Per favore, cari politici, dopo che ci propinate ogni giorno, tramite i giornali mainstream, i vostri penosi battibecchi su quale legge elettorale preparare per potervi assicurare le vostre posizioni e dopo che vi riempite la bocca con la parola ‘elezioni’, non attribuite i vostri interessi personali alla volontà del popolo.

Ecco alcune delle frasi dette dai nostri ‘cari’ politici nelle ultime ore:

“Il popolo vuole votare e non gradisce Renzi presidente del Consiglio. Si deve andare al voto il prima possibile”, ha detto Giancarlo Giorgetti della Lega Nord.

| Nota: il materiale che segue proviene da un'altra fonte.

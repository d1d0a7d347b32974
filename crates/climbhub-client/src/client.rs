//! The `ClimbClient` facade: one wired store + controller pair that views
//! receive by dependency passing instead of each re-implementing hydration
//! and optimistic-update logic.

use std::sync::Arc;

use tracing::info;

use climbhub_api::{ApiConfig, ApiError, HttpApi, VideoApi};
use climbhub_shared::{UserId, Video, VideoQuery};
use climbhub_store::VideoStore;

use crate::controller::InteractionController;
use crate::error::{InteractionError, Result};
use crate::profile_sync::ProfileSyncAdapter;

/// Everything a view needs: the read surface (store snapshots and events)
/// and the intent surface (the controller).
#[derive(Clone)]
pub struct ClimbClient {
    store: VideoStore,
    controller: InteractionController,
    api: Arc<dyn VideoApi>,
}

impl ClimbClient {
    pub fn new(api: Arc<dyn VideoApi>) -> Self {
        let store = VideoStore::new(api.clone());
        let controller = InteractionController::new(store.clone(), api.clone());
        Self {
            store,
            controller,
            api,
        }
    }

    /// Connect to a real backend described by `config`.
    pub fn connect(config: ApiConfig) -> std::result::Result<Self, ApiError> {
        info!(base_url = %config.base_url, "connecting to backend");
        Ok(Self::new(Arc::new(HttpApi::new(config)?)))
    }

    pub fn store(&self) -> &VideoStore {
        &self.store
    }

    pub fn controller(&self) -> &InteractionController {
        &self.controller
    }

    /// Start a view session: load and hydrate the requested listing and,
    /// when a user is signed in, seed the saved projection from their
    /// profile so no toggle round trip is needed to render bookmarks.
    pub async fn open_feed(
        &self,
        query: &VideoQuery,
        user: Option<UserId>,
    ) -> Result<Vec<Video>> {
        let videos = self.store.load(query).await?;

        if let Some(user) = user {
            let profile = self
                .api
                .get_profile(user)
                .await
                .map_err(InteractionError::Fetch)?;
            let map = ProfileSyncAdapter::build_initial_map(&profile, &videos);
            self.store.merge_saved(&map);
        }

        Ok(videos)
    }

    /// End the view session and evict the collection.
    pub fn close_feed(&self) {
        self.store.clear();
    }
}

“Riteniamo che l’unico modo per rispettare quanto ampiamente emerso dal referendum sia mettere l’Italia nelle condizioni di avere prima possibile un governo scelto dagli italiani e non frutto delle manovre di Palazzo”, ha sottolineato Giorgia Meloni di Fratelli d’Italia.

Anche Luigi di Maio del Movimento 5Stelle ha asserito che il popolo vuole il voto, dato che non ne può più dei “governi che non passano per il popolo”.

Davvero fanno pena i nostri politici, quelli tradizionali e quelli che si dicono diversi.

Abbiamo appena speso un sacco di soldi per un referendum, ora spenderemo altri soldi per le nuove elezioni. Il popolo italiano può aspettare, le sue reali esigenze non sono prioritarie.